== Dataset extract

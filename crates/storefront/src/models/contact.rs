//! Contact form messages.

use chrono::{DateTime, Utc};
use serde::{Deserialize, Serialize};

use gtm_shop_core::{ContactMessageId, Email};

use super::{FieldError, required};

/// A row of the `contact_messages` table.
#[derive(Debug, Clone, PartialEq, Eq, Serialize, Deserialize)]
pub struct ContactMessage {
    #[serde(default, skip_serializing_if = "Option::is_none")]
    pub id: Option<ContactMessageId>,
    pub name: String,
    pub email: String,
    pub subject: String,
    pub message: String,
    #[serde(default, skip_serializing_if = "Option::is_none")]
    pub created_at: Option<DateTime<Utc>>,
}

impl ContactMessage {
    /// Validate form input into a new message.
    ///
    /// Every field is trimmed and required; the email is normalized.
    ///
    /// # Errors
    ///
    /// Returns `FieldError` naming the first blank field, or
    /// `FieldError::InvalidEmail` if the email is malformed.
    pub fn new(name: &str, email: &str, subject: &str, message: &str) -> Result<Self, FieldError> {
        let name = required("name", name)?;
        let email = Email::parse_normalized(&required("email", email)?)?;

        Ok(Self {
            id: None,
            name,
            email: email.into_inner(),
            subject: required("subject", subject)?,
            message: required("message", message)?,
            created_at: None,
        })
    }
}
//! Order history commands.

use gtm_shop_core::OrderId;
use gtm_shop_storefront::error::AppError;
use gtm_shop_storefront::models::Order;
use gtm_shop_storefront::state::AppState;

use super::money;

fn reference(order: &Order) -> String {
    order.short_ref().unwrap_or_else(|| "--------".to_string())
}

/// List the signed-in user's orders, newest first.
///
/// # Errors
///
/// Returns `AppError::Auth` without a session, or `AppError::Database` if the
/// backend fails.
pub async fn list(state: &AppState) -> Result<(), AppError> {
    let user = state.auth()?.require_user().await?;
    let orders = state.orders()?.list_for_user(user.id).await?;

    if orders.is_empty() {
        println!("No orders yet");
        return Ok(());
    }

    for order in &orders {
        let placed = order
            .created_at
            .map(|t| t.format("%Y-%m-%d").to_string())
            .unwrap_or_default();
        println!(
            "#{}  {placed:<10}  {:<10}  {:>3} items  {:>10}",
            reference(order),
            order.status.as_str(),
            order.item_count(),
            money(state, order.total_amount),
        );
    }
    Ok(())
}

/// Show one order with its items.
///
/// # Errors
///
/// Returns `AppError::BadRequest` for a malformed id, `AppError::NotFound` if
/// the order does not belong to the signed-in user.
pub async fn show(state: &AppState, id: &str) -> Result<(), AppError> {
    let user = state.auth()?.require_user().await?;
    let order_id: OrderId = id
        .parse()
        .map_err(|_| AppError::BadRequest(format!("{id} is not an order id")))?;

    let order = state.orders()?.get(order_id).await?;
    if order.user_id != user.id {
        return Err(AppError::NotFound(format!("Order {id}")));
    }

    println!("Order #{} ({})", reference(&order), order.status.as_str());
    if let Some(method) = order.payment_method {
        let payment = order
            .payment_status
            .map_or("pending", |s| s.as_str());
        println!("  Paid by {} ({payment})", method.label());
    }
    for item in &order.items {
        println!(
            "  {:>3} x {:<32} {:>10}",
            item.quantity,
            item.product_name,
            money(state, item.line_total()),
        );
    }
    println!("  Total {}", money(state, order.total_amount));

    let ship = &order.shipping_info;
    println!("  Ship to {}, {}", ship.full_name, ship.address);
    println!(
        "          {}, {} {}, {}",
        ship.city, ship.state, ship.zip_code, ship.country
    );
    Ok(())
}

====

Activity =>
Write every line of the material above again, exactly.

Exercise output =>
filename crates/storefront/src/models/contact.rs
//! Contact form messages.

use chrono::{DateTime, Utc};
use serde::{Deserialize, Serialize};

use gtm_shop_core::{ContactMessageId, Email};

use super::{FieldError, required};

/// A row of the `contact_messages` table.
#[derive(Debug, Clone, PartialEq, Eq, Serialize, Deserialize)]
pub struct ContactMessage {
    #[serde(default, skip_serializing_if = "Option::is_none")]
    pub id: Option<ContactMessageId>,
    pub name: String,
    pub email: String,
    pub subject: String,
    pub message: String,
    #[serde(default, skip_serializing_if = "Option::is_none")]
    pub created_at: Option<DateTime<Utc>>,
}

impl ContactMessage {
    /// Validate form input into a new message.
    ///
    /// Every field is trimmed and required; the email is normalized.
    ///
    /// # Errors
    ///
    /// Returns `FieldError` naming the first blank field, or
    /// `FieldError::InvalidEmail` if the email is malformed.
    pub fn new(name: &str, email: &str, subject: &str, message: &str) -> Result<Self, FieldError> {
        let name = required("name", name)?;
        let email = Email::parse_normalized(&required("email", email)?)?;

        Ok(Self {
            id: None,
            name,
            email: email.into_inner(),
            subject: required("subject", subject)?,
            message: required("message", message)?,
            created_at: None,
        })
    }
}
//! Order history commands.

use gtm_shop_core::OrderId;
use gtm_shop_storefront::error::AppError;
use gtm_shop_storefront::models::Order;
use gtm_shop_storefront::state::AppState;

use super::money;

fn reference(order: &Order) -> String {
    order.short_ref().unwrap_or_else(|| "--------".to_string())
}

/// List the signed-in user's orders, newest first.
///
/// # Errors
///
/// Returns `AppError::Auth` without a session, or `AppError::Database` if the
/// backend fails.
pub async fn list(state: &AppState) -> Result<(), AppError> {
    let user = state.auth()?.require_user().await?;
    let orders = state.orders()?.list_for_user(user.id).await?;

    if orders.is_empty() {
        println!("No orders yet");
        return Ok(());
    }

    for order in &orders {
        let placed = order
            .created_at
            .map(|t| t.format("%Y-%m-%d").to_string())
            .unwrap_or_default();
        println!(
            "#{}  {placed:<10}  {:<10}  {:>3} items  {:>10}",
            reference(order),
            order.status.as_str(),
            order.item_count(),
            money(state, order.total_amount),
        );
    }
    Ok(())
}

/// Show one order with its items.
///
/// # Errors
///
/// Returns `AppError::BadRequest` for a malformed id, `AppError::NotFound` if
/// the order does not belong to the signed-in user.
pub async fn show(state: &AppState, id: &str) -> Result<(), AppError> {
    let user = state.auth()?.require_user().await?;
    let order_id: OrderId = id
        .parse()
        .map_err(|_| AppError::BadRequest(format!("{id} is not an order id")))?;

    let order = state.orders()?.get(order_id).await?;
    if order.user_id != user.id {
        return Err(AppError::NotFound(format!("Order {id}")));
    }

    println!("Order #{} ({})", reference(&order), order.status.as_str());
    if let Some(method) = order.payment_method {
        let payment = order
            .payment_status
            .map_or("pending", |s| s.as_str());
        println!("  Paid by {} ({payment})", method.label());
    }
    for item in &order.items {
        println!(
            "  {:>3} x {:<32} {:>10}",
            item.quantity,
            item.product_name,
            money(state, item.line_total()),
        );
    }
    println!("  Total {}", money(state, order.total_amount));

    let ship = &order.shipping_info;
    println!("  Ship to {}, {}", ship.full_name, ship.address);
    println!(
        "          {}, {} {}, {}",
        ship.city, ship.state, ship.zip_code, ship.country
    );
    Ok(())
}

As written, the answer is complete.